Collected data entries
//! Carrier payload: the bytes written into an I-frame unit
//!
//! ```text
//! offset  size  field
//!      0     3  magic "IFC"
//!      3     1  format version
//!      4     1  x264 preset index
//!      5     1  x264 CRF
//!      6     4  keyframe interval (u32, big-endian)
//!     10     4  blob length L (u32, big-endian)
//!     14     L  frame blob
//!   14+L     1  stop byte 0x80
//! ```

use carrier_common::{CarrierError, Result};
use carrier_transcode::{EncoderSettings, X264Preset, MAX_CRF};

pub const MAGIC: &[u8; 3] = b"IFC";
pub const VERSION: u8 = 1;
pub const HEADER_LEN: usize = 14;
/// Mirrors `rbsp_trailing_bits` so the payload never ends in a zero byte
pub const STOP_BYTE: u8 = 0x80;
/// Bytes a payload adds around its blob
pub const OVERHEAD: usize = HEADER_LEN + 1;

/// Settings recorded alongside every hidden frame
#[derive(Debug, Clone, Copy, PartialEq, Eq)]
pub struct PayloadHeader {
    /// Encoder settings decode must reuse to regenerate the I-frame
    pub settings: EncoderSettings,
    /// Keyframe interval used by encode
    pub interval: u32,
}

/// Wrap a frame blob into a carrier payload
pub fn encode_payload(header: &PayloadHeader, blob: &[u8]) -> Result<Vec<u8>> {
    let blob_len = u32::try_from(blob.len()).map_err(|_| {
        CarrierError::InvalidConfig(format!("frame blob of {} bytes is too large", blob.len()))
    })?;

    let mut payload = Vec::with_capacity(blob.len() + OVERHEAD);
    payload.extend_from_slice(MAGIC);
    payload.push(VERSION);
    payload.push(header.settings.preset.index());
    payload.push(header.settings.crf);
    payload.extend_from_slice(&header.interval.to_be_bytes());
    payload.extend_from_slice(&blob_len.to_be_bytes());
    payload.extend_from_slice(blob);
    payload.push(STOP_BYTE);
    Ok(payload)
}

/// Whether `payload` starts like a carrier payload
#[must_use]
pub fn is_carrier_payload(payload: &[u8]) -> bool {
    payload.len() >= OVERHEAD && &payload[..3] == MAGIC && payload[3] == VERSION
}

fn be_u32(bytes: &[u8]) -> u32 {
    u32::from_be_bytes([bytes[0], bytes[1], bytes[2], bytes[3]])
}

/// Split a carrier payload into its header and frame blob
pub fn parse_payload(payload: &[u8]) -> Result<(PayloadHeader, &[u8])> {
    if payload.len() < OVERHEAD {
        return Err(CarrierError::CorruptedPayload(format!(
            "{} bytes is shorter than the {OVERHEAD} byte envelope",
            payload.len()
        )));
    }
    if &payload[..3] != MAGIC {
        return Err(CarrierError::CorruptedPayload(
            "missing carrier magic".to_string(),
        ));
    }
    if payload[3] != VERSION {
        return Err(CarrierError::CorruptedPayload(format!(
            "unsupported payload version {}",
            payload[3]
        )));
    }

    let blob_len = be_u32(&payload[10..14]) as usize;
    let expected = blob_len + OVERHEAD;
    if expected != payload.len() {
        return Err(CarrierError::SizeMismatch {
            expected,
            actual: payload.len(),
        });
    }
    if payload[payload.len() - 1] != STOP_BYTE {
        return Err(CarrierError::CorruptedPayload(
            "missing stop byte".to_string(),
        ));
    }

    let preset = X264Preset::from_index(payload[4]).ok_or_else(|| {
        CarrierError::CorruptedPayload(format!("unknown preset index {}", payload[4]))
    })?;
    let crf = payload[5];
    if crf > MAX_CRF {
        return Err(CarrierError::CorruptedPayload(format!("CRF {crf} out of range")));
    }

    let header = PayloadHeader {
        settings: EncoderSettings { preset, crf },
        interval: be_u32(&payload[6..10]),
    };
    Ok((header, &payload[HEADER_LEN..HEADER_LEN + blob_len]))
}
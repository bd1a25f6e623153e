//! Encode command implementation

use super::{CodecArgs, EncoderArgs, StreamArgs};
use anyhow::{Context as _, Result};
use carrier_core::{Carrier, Config};
use clap::Args;
use colored::Colorize;
use std::path::PathBuf;

#[derive(Args)]
pub struct EncodeCommand {
    /// Input video file
    #[arg(value_name = "INPUT")]
    input: PathBuf,

    /// Hide every Nth frame (also the keyframe interval)
    #[arg(short = 'n', long, value_parser = clap::value_parser!(u32).range(1..))]
    interval: u32,

    #[command(flatten)]
    codec: CodecArgs,

    #[command(flatten)]
    encoder: EncoderArgs,

    #[command(flatten)]
    stream: StreamArgs,

    /// Regenerate every hidden image through the decode path and report sizes
    #[arg(long)]
    verify: bool,
}

impl EncodeCommand {
    pub fn execute(self, mut config: Config) -> Result<()> {
        self.codec.apply(&mut config);
        self.encoder.apply(&mut config);
        self.stream.apply(&mut config);

        let carrier = Carrier::from_config(&config)?;
        println!(
            "{} {} (every {} frames, {} + {})",
            "Encoding".green().bold(),
            self.input.display(),
            self.interval,
            carrier.codec().image_name(),
            carrier.codec().compression()
        );

        let report = carrier
            .encode(&self.input, self.interval, self.verify)
            .with_context(|| format!("Failed to encode {}", self.input.display()))?;

        println!(
            "  I-frames:      {} of {} frames ({} NAL units)",
            report.stats.iframes, report.stats.frames, report.stats.total
        );
        println!("  Source frames: {}", report.source_frames);
        println!("  Hidden bytes:  {}", report.hidden_bytes);
        println!("  Plain stream:  {}", report.plain_stream.display());
        if let Some(intermediate) = &report.intermediate {
            println!("  Intermediate:  {}", intermediate.display());
        }
        if let Some(verify) = &report.verify {
            println!(
                "  Verified:      {} images, {} hidden bytes restore to {} bytes",
                verify.images, verify.hidden_bytes, verify.restored_bytes
            );
        }
        println!(
            "{} {}",
            "Carrier written:".green().bold(),
            report.carrier.display()
        );
        Ok(())
    }
}
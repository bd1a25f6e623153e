//! H.264 transcoding through the ffmpeg / ffprobe command-line tools
//!
//! Every call runs the tool to completion (or streams raw frames over a pipe)
//! and turns a spawn failure or non-zero exit into a [`TranscodeError`]
//! carrying ffmpeg's stderr.
//!
//! # Example
//! ```no_run
//! use carrier_transcode::{EncoderSettings, Transcoder, X264Preset};
//! use std::path::Path;
//!
//! # fn main() -> Result<(), Box<dyn std::error::Error>> {
//! let transcoder = Transcoder::default();
//! let settings = EncoderSettings::new(X264Preset::Fast, 20)?;
//!
//! // Keyframe every 10 frames and nowhere else
//! transcoder.transcode(
//!     Path::new("input.mp4"),
//!     Path::new("aligned.264"),
//!     &settings,
//!     Some(10),
//! )?;
//! # Ok(())
//! # }
//! ```

mod frames;
mod probe;

pub use frames::{FrameSink, RawFrameReader, RawFrameWriter};
pub use probe::VideoInfo;

use carrier_common::CarrierError;
use serde::{Deserialize, Serialize};
use std::path::{Path, PathBuf};
use std::process::Command;
use thiserror::Error;
use tracing::debug;

/// Errors specific to transcoding
#[derive(Error, Debug)]
pub enum TranscodeError {
    #[error("ffmpeg execution failed: {0}")]
    FfmpegError(String),

    #[error("ffprobe failed: {0}")]
    ProbeError(String),

    #[error("File not found: {0}")]
    FileNotFound(String),

    #[error("Invalid configuration: {0}")]
    InvalidConfig(String),

    #[error("IO error: {0}")]
    IoError(#[from] std::io::Error),
}

impl From<TranscodeError> for CarrierError {
    fn from(err: TranscodeError) -> Self {
        match err {
            TranscodeError::FfmpegError(msg) | TranscodeError::ProbeError(msg) => {
                CarrierError::FFmpegError(msg)
            }
            TranscodeError::FileNotFound(path) => CarrierError::FileNotFound(path),
            TranscodeError::InvalidConfig(msg) => CarrierError::InvalidConfig(msg),
            TranscodeError::IoError(e) => CarrierError::IoError(e),
        }
    }
}

/// x264 speed/quality presets, fastest first
#[derive(Debug, Clone, Copy, Default, PartialEq, Eq, Serialize, Deserialize)]
#[serde(rename_all = "lowercase")]
pub enum X264Preset {
    Ultrafast,
    Superfast,
    Veryfast,
    Faster,
    Fast,
    #[default]
    Medium,
    Slow,
    Slower,
    Veryslow,
    Placebo,
}

impl X264Preset {
    pub const ALL: [X264Preset; 10] = [
        X264Preset::Ultrafast,
        X264Preset::Superfast,
        X264Preset::Veryfast,
        X264Preset::Faster,
        X264Preset::Fast,
        X264Preset::Medium,
        X264Preset::Slow,
        X264Preset::Slower,
        X264Preset::Veryslow,
        X264Preset::Placebo,
    ];

    #[must_use]
    pub fn as_str(self) -> &'static str {
        match self {
            X264Preset::Ultrafast => "ultrafast",
            X264Preset::Superfast => "superfast",
            X264Preset::Veryfast => "veryfast",
            X264Preset::Faster => "faster",
            X264Preset::Fast => "fast",
            X264Preset::Medium => "medium",
            X264Preset::Slow => "slow",
            X264Preset::Slower => "slower",
            X264Preset::Veryslow => "veryslow",
            X264Preset::Placebo => "placebo",
        }
    }

    /// Position in [`X264Preset::ALL`], as stored in a carrier payload
    #[must_use]
    pub fn index(self) -> u8 {
        self as u8
    }

    #[must_use]
    pub fn from_index(index: u8) -> Option<Self> {
        Self::ALL.get(usize::from(index)).copied()
    }
}

impl std::fmt::Display for X264Preset {
    fn fmt(&self, f: &mut std::fmt::Formatter<'_>) -> std::fmt::Result {
        f.write_str(self.as_str())
    }
}

impl std::str::FromStr for X264Preset {
    type Err = TranscodeError;

    fn from_str(s: &str) -> Result<Self, Self::Err> {
        let wanted = s.to_lowercase();
        Self::ALL
            .iter()
            .find(|p| p.as_str() == wanted)
            .copied()
            .ok_or_else(|| TranscodeError::InvalidConfig(format!("unknown x264 preset '{s}'")))
    }
}

/// Highest CRF accepted by 8-bit libx264
pub const MAX_CRF: u8 = 51;

/// Encoder settings shared by every libx264 invocation
#[derive(Debug, Clone, Copy, PartialEq, Eq, Serialize, Deserialize)]
pub struct EncoderSettings {
    pub preset: X264Preset,
    /// Constant Rate Factor (lower = better, 0-51, 23 is the x264 default)
    pub crf: u8,
}

impl EncoderSettings {
    pub fn new(preset: X264Preset, crf: u8) -> Result<Self, TranscodeError> {
        if crf > MAX_CRF {
            return Err(TranscodeError::InvalidConfig(format!(
                "CRF {crf} out of range 0..={MAX_CRF}"
            )));
        }
        Ok(Self { preset, crf })
    }

    /// Settings of the first, lossless pass in front of every keyframe-aligned encode
    ///
    /// Encode writes its intermediate container with these, and the
    /// single-frame path writes its one-frame clip with them, so an I-frame
    /// goes through the same two passes on both sides.
    #[must_use]
    pub fn intermediate(self) -> Self {
        Self { crf: 0, ..self }
    }
}

impl Default for EncoderSettings {
    fn default() -> Self {
        Self {
            preset: X264Preset::Medium,
            crf: 23,
        }
    }
}

/// libx264 output arguments, with a fixed keyframe interval when given
#[must_use]
pub fn x264_args(settings: &EncoderSettings, keyframe_interval: Option<u32>) -> Vec<String> {
    let mut args = vec![
        "-c:v".to_string(),
        "libx264".to_string(),
        "-preset".to_string(),
        settings.preset.as_str().to_string(),
        "-crf".to_string(),
        settings.crf.to_string(),
        "-pix_fmt".to_string(),
        "yuv420p".to_string(),
    ];
    if let Some(interval) = keyframe_interval {
        args.push("-x264opts".to_string());
        args.push(format!("keyint={interval}:min-keyint={interval}:no-scenecut"));
    }
    args
}

/// Handle on the ffmpeg / ffprobe executables
#[derive(Debug, Clone)]
pub struct Transcoder {
    ffmpeg: PathBuf,
    ffprobe: PathBuf,
}

impl Default for Transcoder {
    fn default() -> Self {
        Self::new("ffmpeg", "ffprobe")
    }
}

impl Transcoder {
    pub fn new(ffmpeg: impl Into<PathBuf>, ffprobe: impl Into<PathBuf>) -> Self {
        Self {
            ffmpeg: ffmpeg.into(),
            ffprobe: ffprobe.into(),
        }
    }

    pub fn ffmpeg(&self) -> &Path {
        &self.ffmpeg
    }

    pub fn ffprobe(&self) -> &Path {
        &self.ffprobe
    }

    /// Re-encode `input` to `output` with libx264
    ///
    /// The output format follows the extension (`.264` gives a raw Annex-B
    /// elementary stream). With `keyframe_interval`, I-frames land on every
    /// Nth frame and nowhere else.
    pub fn transcode(
        &self,
        input: &Path,
        output: &Path,
        settings: &EncoderSettings,
        keyframe_interval: Option<u32>,
    ) -> Result<(), TranscodeError> {
        if !input.exists() {
            return Err(TranscodeError::FileNotFound(input.display().to_string()));
        }
        if keyframe_interval == Some(0) {
            return Err(TranscodeError::InvalidConfig(
                "keyframe interval must be at least 1".to_string(),
            ));
        }

        debug!(
            "Transcoding {} -> {} (preset {}, crf {}, keyint {:?})",
            input.display(),
            output.display(),
            settings.preset,
            settings.crf,
            keyframe_interval
        );

        let mut cmd = Command::new(&self.ffmpeg);
        cmd.args(["-y", "-v", "error", "-nostdin", "-i"])
            .arg(input)
            .args(["-map", "0:v:0", "-an"])
            .args(x264_args(settings, keyframe_interval))
            .arg(output);
        run(cmd)
    }

    /// Encode one still image into a one-frame clip
    pub fn encode_still(
        &self,
        image: &Path,
        output: &Path,
        settings: &EncoderSettings,
    ) -> Result<(), TranscodeError> {
        if !image.exists() {
            return Err(TranscodeError::FileNotFound(image.display().to_string()));
        }

        debug!("Encoding still {} -> {}", image.display(), output.display());

        let mut cmd = Command::new(&self.ffmpeg);
        cmd.args(["-y", "-v", "error", "-nostdin", "-i"])
            .arg(image)
            .args(["-frames:v", "1"])
            .args(x264_args(settings, None))
            .arg(output);
        run(cmd)
    }
}

/// Run a prepared command to completion
fn run(mut cmd: Command) -> Result<(), TranscodeError> {
    debug!("FFmpeg command: {:?}", cmd);

    let output = cmd
        .output()
        .map_err(|e| TranscodeError::FfmpegError(format!("Failed to execute ffmpeg: {e}")))?;

    if !output.status.success() {
        let stderr = String::from_utf8_lossy(&output.stderr);
        return Err(TranscodeError::FfmpegError(format!(
            "ffmpeg exited with {}: {}",
            output.status,
            stderr.trim()
        )));
    }
    Ok(())
}
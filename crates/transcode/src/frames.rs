//! Raw rgb24 frames piped in and out of ffmpeg

use crate::{x264_args, EncoderSettings, TranscodeError, Transcoder, VideoInfo};
use image::RgbImage;
use std::io::{ErrorKind, Read, Write};
use std::path::Path;
use std::process::{Child, ChildStdin, ChildStdout, Command, Stdio};
use tracing::{debug, warn};

/// Destination for a sequence of decoded frames
pub trait FrameSink {
    fn push(&mut self, frame: &RgbImage) -> Result<(), TranscodeError>;
}

impl FrameSink for Vec<RgbImage> {
    fn push(&mut self, frame: &RgbImage) -> Result<(), TranscodeError> {
        Vec::push(self, frame.clone());
        Ok(())
    }
}

fn spawn_error(e: std::io::Error) -> TranscodeError {
    TranscodeError::FfmpegError(format!("Failed to execute ffmpeg: {e}"))
}

fn stderr_of(child: &mut Child) -> String {
    let mut stderr = String::new();
    if let Some(pipe) = child.stderr.as_mut() {
        let _ = pipe.read_to_string(&mut stderr);
    }
    stderr.trim().to_string()
}

/// Decoded frames of a video, one [`RgbImage`] per frame
pub struct RawFrameReader {
    child: Child,
    stdout: ChildStdout,
    width: u32,
    height: u32,
    frame_len: usize,
    frames: u64,
    done: bool,
}

impl RawFrameReader {
    fn finish(&mut self) -> Result<(), TranscodeError> {
        self.done = true;
        let stderr = stderr_of(&mut self.child);
        let status = self.child.wait()?;
        if !status.success() {
            return Err(TranscodeError::FfmpegError(format!(
                "ffmpeg decode exited with {status}: {stderr}"
            )));
        }
        debug!("Decoded {} frames", self.frames);
        Ok(())
    }

    fn read_frame(&mut self) -> Result<Option<RgbImage>, TranscodeError> {
        let frame_len = self.frame_len;
        let mut buf = vec![0u8; frame_len];
        let mut filled = 0;
        while filled < frame_len {
            match self.stdout.read(&mut buf[filled..]) {
                Ok(0) => break,
                Ok(n) => filled += n,
                Err(e) if e.kind() == ErrorKind::Interrupted => continue,
                Err(e) => return Err(e.into()),
            }
        }

        if filled == 0 {
            self.finish()?;
            return Ok(None);
        }
        if filled < frame_len {
            self.finish()?;
            return Err(TranscodeError::FfmpegError(format!(
                "truncated frame {}: got {filled} of {frame_len} bytes",
                self.frames
            )));
        }

        self.frames += 1;
        RgbImage::from_raw(self.width, self.height, buf)
            .map(Some)
            .ok_or_else(|| TranscodeError::FfmpegError("frame buffer size mismatch".to_string()))
    }
}

impl Iterator for RawFrameReader {
    type Item = Result<RgbImage, TranscodeError>;

    fn next(&mut self) -> Option<Self::Item> {
        if self.done {
            return None;
        }
        match self.read_frame() {
            Ok(Some(frame)) => Some(Ok(frame)),
            Ok(None) => None,
            Err(e) => {
                if !self.done {
                    let _ = self.child.kill();
                    self.done = true;
                }
                Some(Err(e))
            }
        }
    }
}

impl Drop for RawFrameReader {
    fn drop(&mut self) {
        if !self.done {
            let _ = self.child.kill();
        }
        let _ = self.child.wait();
    }
}

/// Encoder fed with raw frames over stdin
pub struct RawFrameWriter {
    child: Option<Child>,
    stdin: Option<ChildStdin>,
    width: u32,
    height: u32,
    frames: u64,
}

impl RawFrameWriter {
    /// Close the pipe and wait for the encoder to finish
    pub fn finish(mut self) -> Result<u64, TranscodeError> {
        drop(self.stdin.take());
        let child = self
            .child
            .take()
            .ok_or_else(|| TranscodeError::FfmpegError("encoder already finished".to_string()))?;
        let output = child.wait_with_output()?;
        if !output.status.success() {
            let stderr = String::from_utf8_lossy(&output.stderr);
            return Err(TranscodeError::FfmpegError(format!(
                "ffmpeg encode exited with {}: {}",
                output.status,
                stderr.trim()
            )));
        }
        debug!("Encoded {} frames", self.frames);
        Ok(self.frames)
    }
}

impl FrameSink for RawFrameWriter {
    fn push(&mut self, frame: &RgbImage) -> Result<(), TranscodeError> {
        if frame.dimensions() != (self.width, self.height) {
            return Err(TranscodeError::InvalidConfig(format!(
                "frame is {}x{}, encoder expects {}x{}",
                frame.width(),
                frame.height(),
                self.width,
                self.height
            )));
        }
        let stdin = self
            .stdin
            .as_mut()
            .ok_or_else(|| TranscodeError::FfmpegError("encoder input closed".to_string()))?;

        if let Err(e) = stdin.write_all(frame.as_raw()) {
            if e.kind() == ErrorKind::BrokenPipe {
                drop(self.stdin.take());
                let stderr = self.child.as_mut().map(stderr_of).unwrap_or_default();
                return Err(TranscodeError::FfmpegError(format!(
                    "ffmpeg encoder stopped reading: {stderr}"
                )));
            }
            return Err(e.into());
        }
        self.frames += 1;
        Ok(())
    }
}

impl Drop for RawFrameWriter {
    fn drop(&mut self) {
        if let Some(mut child) = self.child.take() {
            if self.stdin.take().is_some() {
                warn!("Frame writer dropped before finish; stopping ffmpeg");
                let _ = child.kill();
            }
            let _ = child.wait();
        }
    }
}

impl Transcoder {
    /// Stream every frame of `input`'s first video stream as rgb24
    pub fn read_frames(
        &self,
        input: &Path,
        info: &VideoInfo,
    ) -> Result<RawFrameReader, TranscodeError> {
        if !input.exists() {
            return Err(TranscodeError::FileNotFound(input.display().to_string()));
        }

        let mut cmd = Command::new(self.ffmpeg());
        cmd.args(["-v", "error", "-nostdin", "-i"])
            .arg(input)
            .args([
                "-map",
                "0:v:0",
                "-fps_mode",
                "passthrough",
                "-f",
                "rawvideo",
                "-pix_fmt",
                "rgb24",
                "-",
            ])
            .stdin(Stdio::null())
            .stdout(Stdio::piped())
            .stderr(Stdio::piped());
        debug!("FFmpeg command: {:?}", cmd);

        let mut child = cmd.spawn().map_err(spawn_error)?;
        let stdout = child
            .stdout
            .take()
            .ok_or_else(|| TranscodeError::FfmpegError("ffmpeg stdout unavailable".to_string()))?;

        Ok(RawFrameReader {
            child,
            stdout,
            width: info.width,
            height: info.height,
            frame_len: info.frame_len(),
            frames: 0,
            done: false,
        })
    }

    /// Start an encoder writing `output` from frames of `info`'s geometry and rate
    pub fn write_frames(
        &self,
        output: &Path,
        info: &VideoInfo,
        settings: &EncoderSettings,
    ) -> Result<RawFrameWriter, TranscodeError> {
        let mut cmd = Command::new(self.ffmpeg());
        cmd.args(["-y", "-v", "error", "-f", "rawvideo", "-pix_fmt", "rgb24", "-s"])
            .arg(format!("{}x{}", info.width, info.height))
            .args(["-framerate", info.frame_rate.as_str(), "-i", "-"])
            .args(x264_args(settings, None))
            .arg(output)
            .stdin(Stdio::piped())
            .stdout(Stdio::null())
            .stderr(Stdio::piped());
        debug!("FFmpeg command: {:?}", cmd);

        let mut child = cmd.spawn().map_err(spawn_error)?;
        let stdin = child.stdin.take();

        Ok(RawFrameWriter {
            child: Some(child),
            stdin,
            width: info.width,
            height: info.height,
            frames: 0,
        })
    }
}

#[cfg(test)]
mod tests {
    use super::*;

    fn collect<S: FrameSink>(sink: &mut S, frames: &[RgbImage]) -> Result<(), TranscodeError> {
        for frame in frames {
            sink.push(frame)?;
        }
        Ok(())
    }

    #[test]
    fn test_vec_sink_keeps_order() {
        let frames: Vec<RgbImage> = (0..3u8)
            .map(|i| RgbImage::from_pixel(2, 2, image::Rgb([i, i, i])))
            .collect();
        let mut sink: Vec<RgbImage> = Vec::new();
        collect(&mut sink, &frames).unwrap();
        assert_eq!(sink, frames);
    }

    #[test]
    fn test_read_frames_missing_input() {
        let info = VideoInfo {
            width: 2,
            height: 2,
            frame_rate: "25/1".to_string(),
            codec_name: None,
            frame_count: None,
        };
        let result = Transcoder::default().read_frames(Path::new("/nonexistent.mp4"), &info);
        assert!(matches!(result, Err(TranscodeError::FileNotFound(_))));
    }
}
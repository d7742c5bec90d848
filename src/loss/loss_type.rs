use serde::{Serialize, Deserialize};

use crate::loss::{
    bce::CrossEntropy, exponential::Exponential, kl::KlDivergence, mae::AbsoluteError,
    mse::SquaredError,
};

/// Per-output cost of one prediction. `actual` is the expected value from the
/// training data, `predicted` the activated output neuron.
pub trait Cost: Send + Sync {
    fn cost(&self, actual: f64, predicted: f64) -> f64;
    fn derivative(&self, actual: f64, predicted: f64) -> f64;
}

/// Selects which cost the training loop uses.
///
/// - `SquaredError`  : (a - p)² / 2; the default, pair with any output.
/// - `AbsoluteError` : |a - p|; slow to converge.
/// - `CrossEntropy`  : binary cross-entropy; pair with a Sigmoid output.
/// - `Exponential`   : e^(-a·p) for ±1 targets.
/// - `KlDivergence`  : Bernoulli KL divergence; targets in [0, 1].
#[derive(Debug, Clone, Copy, PartialEq, Eq, Default, Serialize, Deserialize)]
#[serde(rename_all = "snake_case")]
pub enum LossType {
    #[default]
    SquaredError,
    AbsoluteError,
    CrossEntropy,
    Exponential,
    KlDivergence,
}

impl Cost for LossType {
    fn cost(&self, actual: f64, predicted: f64) -> f64 {
        match self {
            LossType::SquaredError => SquaredError.cost(actual, predicted),
            LossType::AbsoluteError => AbsoluteError.cost(actual, predicted),
            LossType::CrossEntropy => CrossEntropy.cost(actual, predicted),
            LossType::Exponential => Exponential.cost(actual, predicted),
            LossType::KlDivergence => KlDivergence.cost(actual, predicted),
        }
    }

    fn derivative(&self, actual: f64, predicted: f64) -> f64 {
        match self {
            LossType::SquaredError => SquaredError.derivative(actual, predicted),
            LossType::AbsoluteError => AbsoluteError.derivative(actual, predicted),
            LossType::CrossEntropy => CrossEntropy.derivative(actual, predicted),
            LossType::Exponential => Exponential.derivative(actual, predicted),
            LossType::KlDivergence => KlDivergence.derivative(actual, predicted),
        }
    }
}

#[cfg(test)]
mod tests {
    use super::*;

    #[test]
    fn squared_error_is_halved() {
        assert_eq!(LossType::SquaredError.cost(4.0, 2.0), 2.0);
        assert_eq!(LossType::SquaredError.derivative(4.0, 2.0), -2.0);
    }

    #[test]
    fn absolute_error_subgradient() {
        assert_eq!(LossType::AbsoluteError.cost(1.0, 3.0), 2.0);
        assert_eq!(LossType::AbsoluteError.derivative(1.0, 3.0), 1.0);
        assert_eq!(LossType::AbsoluteError.derivative(3.0, 1.0), -1.0);
        assert_eq!(LossType::AbsoluteError.derivative(2.0, 2.0), 0.0);
    }

    #[test]
    fn smooth_costs_match_central_difference() {
        let h = 1e-6;
        let cases = [
            (LossType::SquaredError, 0.7, 0.2),
            (LossType::CrossEntropy, 1.0, 0.3),
            (LossType::CrossEntropy, 0.0, 0.6),
            (LossType::Exponential, -1.0, 0.4),
            (LossType::KlDivergence, 0.3, 0.8),
        ];
        for (loss, actual, predicted) in cases {
            let numeric = (loss.cost(actual, predicted + h) - loss.cost(actual, predicted - h)) / (2.0 * h);
            let analytic = loss.derivative(actual, predicted);
            assert!(
                (numeric - analytic).abs() < 1e-5,
                "{loss:?}: numeric {numeric}, analytic {analytic}"
            );
        }
    }

    #[test]
    fn cross_entropy_is_zero_only_for_perfect_prediction() {
        assert!(LossType::CrossEntropy.cost(1.0, 0.999_999).abs() < 1e-5);
        assert!(LossType::CrossEntropy.cost(1.0, 0.5) > 0.5);
    }

    #[test]
    fn roundtrips_through_json() {
        let json = serde_json::to_string(&LossType::KlDivergence).unwrap();
        assert_eq!(json, r#""kl_divergence""#);
        let back: LossType = serde_json::from_str(&json).unwrap();
        assert_eq!(back, LossType::KlDivergence);
    }
}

■ **PROMPT**: Although the records may continue, retype only the lines from the first one through the one containing "a zero byte", exactly as they appear.

■ **RESPONSE**:
//! Carrier payload: the bytes written into an I-frame unit
//!
//! ```text
//! offset  size  field
//!      0     3  magic "IFC"
//!      3     1  format version
//!      4     1  x264 preset index
//!      5     1  x264 CRF
//!      6     4  keyframe interval (u32, big-endian)
//!     10     4  blob length L (u32, big-endian)
//!     14     L  frame blob
//!   14+L     1  stop byte 0x80
//! ```

use carrier_common::{CarrierError, Result};
use carrier_transcode::{EncoderSettings, X264Preset, MAX_CRF};

pub const MAGIC: &[u8; 3] = b"IFC";
pub const VERSION: u8 = 1;
pub const HEADER_LEN: usize = 14;
/// Mirrors `rbsp_trailing_bits` so the payload never ends in a zero byte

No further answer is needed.